Tom Clancy books open like a flashbang, they settle into 1000 pages of character development that feed straight into a jaw-dropping final chapter. If this cancer I’m so grateful to be able to live with was a Tom Clancy book, I would be in the character development phase. My Episcopalian peeps know it as the Green Season, the Catholics call it ordinary time. My altar is green. I am between tests and procedures, much like the Church is between major feasts, the altar is always green from the Monday after Pentecost through the Saturday before the First Sunday of Advent.
I’m so fortunate to be taking Cabometyx, a hope-inspiring, relatively new drug. I am 35 days into Cabo and the side effects are beginning to lay claim to pieces of my life, my body and my mind.
My last Green Season was my fifteen months with Votrient. It made me as well as I’ve been since I was diagnosed and as sick as a the bad end of a four-day drunk. So, I know about the Green Season. I know about the low times when you’re waiting to know if the poison you’re pumping into your body is killing its target cells. The time before the scan. The time between the big events.
Like I said, “My altar is green.”
People who have to take these drugs know that there are specific side effects that the drug may elicit in patients. Those side effects are outlined in the drug literature in a usually long list. In my mind, it is a lottery. Everybody gets a ticket, or maybe multiple tickets if you have certain medical proclivities (an easy to upset stomach, a quick gag reflex….etc.). Mother Nature reaches into the tickets and she pulls out the side effects with which you’ll be afflicted. Mwahaha! Man plans — God laughs.
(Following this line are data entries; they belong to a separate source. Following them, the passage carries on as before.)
//! Gyroscope console firmware.
//!
//! Polls an L3GD20 gyroscope over a chip-select framed SPI bus and streams
//! the angular rate of each axis, in degrees per second, to a serial
//! console.
//!
//! ```text
//!  application   configure once, then report forever
//!       |
//!  drivers       L3GD20 registers, register protocol, decimal console
//!       |
//!  bus           Bus trait, SpiBus over embedded-hal FullDuplex + OutputPin
//!       |
//!  hal           ATmega128 SPI / GPIO / USART0 / Timer0 (feature "atmega128")
//! ```
#![cfg_attr(not(test), no_std)]

// must come first so the logging macros are visible everywhere
mod fmt;

pub mod application;
pub mod bus;
pub mod config;
pub mod drivers;

#[cfg(feature = "atmega128")]
pub mod hal;

pub use application::Application;
pub use bus::{Bus, BusConfig, SpiBus};
pub use drivers::{L3gd20, RegisterClient, SerialConsole};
Before I write another word: Despite the hard fact that TKI drugs and Mother Nature have visited me with diarrhea, vomiting, nausea, dry skin, bleached hair, dizziness, painful blisters on my feet, sensitive hands, insomnia, compromised taste buds, an aversion to meat, epic weight loss, loss of my finger nail cuticles, white circles around my eyes, temporary liver issues, elevated blood pressure, exposure to scan contrast media and dyes and other generally awful things — I am nowhere near giving up. I have too much to live for during what should be my most fantastic phase of life. An incredible life mate, four equally wonderful sons, Jill’s mom, both my parents, companion animals, church mates, friends, work colleagues, music, art, watching Columbus, Georgia thrive and become a great second-tier city. All these things add up to me wanting as normal an existence as I can muster.
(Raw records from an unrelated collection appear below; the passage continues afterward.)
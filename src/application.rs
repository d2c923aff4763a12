//! Application layer: configure the gyroscope once, then stream readings
//! to the console forever.

use core::convert::Infallible;

use embedded_hal::blocking::delay::DelayMs;
use ufmt::uWrite;

use crate::bus::Bus;
use crate::config::{BANNER, REPORT_INTERVAL_MS};
use crate::drivers::l3gd20::{self, L3gd20, ScaledSample, DEVICE_ID};
use crate::drivers::{SerialConsole, Vec3};

/// Anything that stopped the report loop
#[derive(Clone, Copy, Debug, PartialEq, Eq)]
#[cfg_attr(feature = "defmt", derive(defmt::Format))]
pub enum Error<BusE, ConsoleE> {
    Bus(BusE),
    Console(ConsoleE),
}

/// Main application state and logic
pub struct Application<B, W, D> {
    gyro: L3gd20<B>,
    console: SerialConsole<W>,
    delay: D,
    interval_ms: u16,
}

impl<B, W, D> Application<B, W, D>
where
    B: Bus,
    W: uWrite,
    D: DelayMs<u16>,
{
    pub fn new(gyro: L3gd20<B>, console: SerialConsole<W>, delay: D) -> Self {
        Self {
            gyro,
            console,
            delay,
            interval_ms: REPORT_INTERVAL_MS,
        }
    }

    /// Override the pause between two reports
    pub fn with_interval_ms(mut self, interval_ms: u16) -> Self {
        self.interval_ms = interval_ms;
        self
    }

    /// Identify and configure the sensor, print its temperature
    pub fn start(&mut self, config: l3gd20::Config) -> Result<(), Error<B::Error, W::Error>> {
        self.console.write_line(BANNER).map_err(Error::Console)?;

        let id = self.gyro.who_am_i().map_err(Error::Bus)?;
        self.console.debug("WHO_AM_I", id).map_err(Error::Console)?;
        if id != DEVICE_ID {
            warn!("unexpected WHO_AM_I {=u8:#x}", id);
            self.console
                .write_line("Maybe this isn't a Gyroscope.")
                .map_err(Error::Console)?;
        }

        self.gyro.configure(config).map_err(Error::Bus)?;

        let temperature = self.gyro.temperature().map_err(Error::Bus)?;
        self.console.write_str("Temperature: ").map_err(Error::Console)?;
        self.console
            .write_decimal(i32::from(temperature))
            .map_err(Error::Console)?;
        self.console.write_line(" C").map_err(Error::Console)?;
        Ok(())
    }

    /// Read one sample and print it in whole degrees per second
    pub fn report(&mut self) -> Result<Vec3<ScaledSample>, Error<B::Error, W::Error>> {
        let rates = self.gyro.read_rates().map_err(Error::Bus)?;
        self.console
            .write_axes(rates.map(ScaledSample::dps).to_array())
            .map_err(Error::Console)?;
        Ok(rates)
    }

    /// Report, then wait for the next slot
    pub fn step(&mut self) -> Result<Vec3<ScaledSample>, Error<B::Error, W::Error>> {
        let rates = self.report()?;
        self.delay.delay_ms(self.interval_ms);
        Ok(rates)
    }

    /// Report forever. Only returns when the bus or console fails.
    pub fn run(mut self) -> Result<Infallible, Error<B::Error, W::Error>> {
        loop {
            self.step()?;
        }
    }

    pub fn free(self) -> (L3gd20<B>, SerialConsole<W>, D) {
        (self.gyro, self.console, self.delay)
    }
}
So, I’m studying, asking questions and consulting with Dr. Pippas to make sure we continue to make great choices about how to treat this disease. I met with Dr. Pippas this afternoon to discuss my latest lab results. The numbers that we’re most concerned about relate to how my liver is managing the drug therapy. Today, despite my liver enzymes being in a stable place, my bilirubin is higher than Andy would like it to be. I’m slightly jaundiced and because of that, we’re going to have to make some adjustments to my dosage of Cabometyx. Andy is doing research and will make a recommendation in a day or so. This is something I had to do during my 15 months with Votrient. More than once.
My scans have been set for Tuesday, May 23. This scan will tell the tale about how I respond to Cabometyx. I’m hopeful — extremely hopeful — that we’ll see significant shrinkage of the spinal tumor, enough that surgery and radiation is possible. If that is the case, we’ll be making plans for being seen by Dr. Carlos Bagley and Dr. Robert Timmerman at University of Texas Southwestern Medical Center in Dallas. This is the neurosurgical/radiation oncology team that has risen to the top of my research as the best place for us to go. Thanks to Susan Poteat for providing input into that decision.
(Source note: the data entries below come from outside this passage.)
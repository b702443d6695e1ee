use lendline_types::LoanId;

/// A raw ledger record could not be projected.
///
/// Fatal for that loan only; reconciliation skips and reports it.
#[derive(Debug, Clone, PartialEq, Eq, thiserror::Error)]
pub enum ProjectionError {
    #[error("loan {loan_id}: unknown status code {code}")]
    UnknownStatus { loan_id: LoanId, code: u8 },

    #[error("loan {loan_id}: timestamp {value} out of range")]
    InvalidTimestamp { loan_id: LoanId, value: u64 },

    #[error("loan {loan_id}: inconsistent record: {reason}")]
    Inconsistent { loan_id: LoanId, reason: String },
}

impl ProjectionError {
    pub fn loan_id(&self) -> LoanId {
        match self {
            Self::UnknownStatus { loan_id, .. }
            | Self::InvalidTimestamp { loan_id, .. }
            | Self::Inconsistent { loan_id, .. } => *loan_id,
        }
    }
}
We continue to feel like we’ve made the right choices all along this long eight-year season of cancer. I am confident that I’ll still be bitching about how long we’ve had to deal with this in 2025 when it will have been 6 years of this. From my lips to God’s ears.
As things become more clear, I’ll share them here. From the bottom of my heart, thank you for reading this blog, being concerned about my wellbeing, and for showing love and care to me and my family.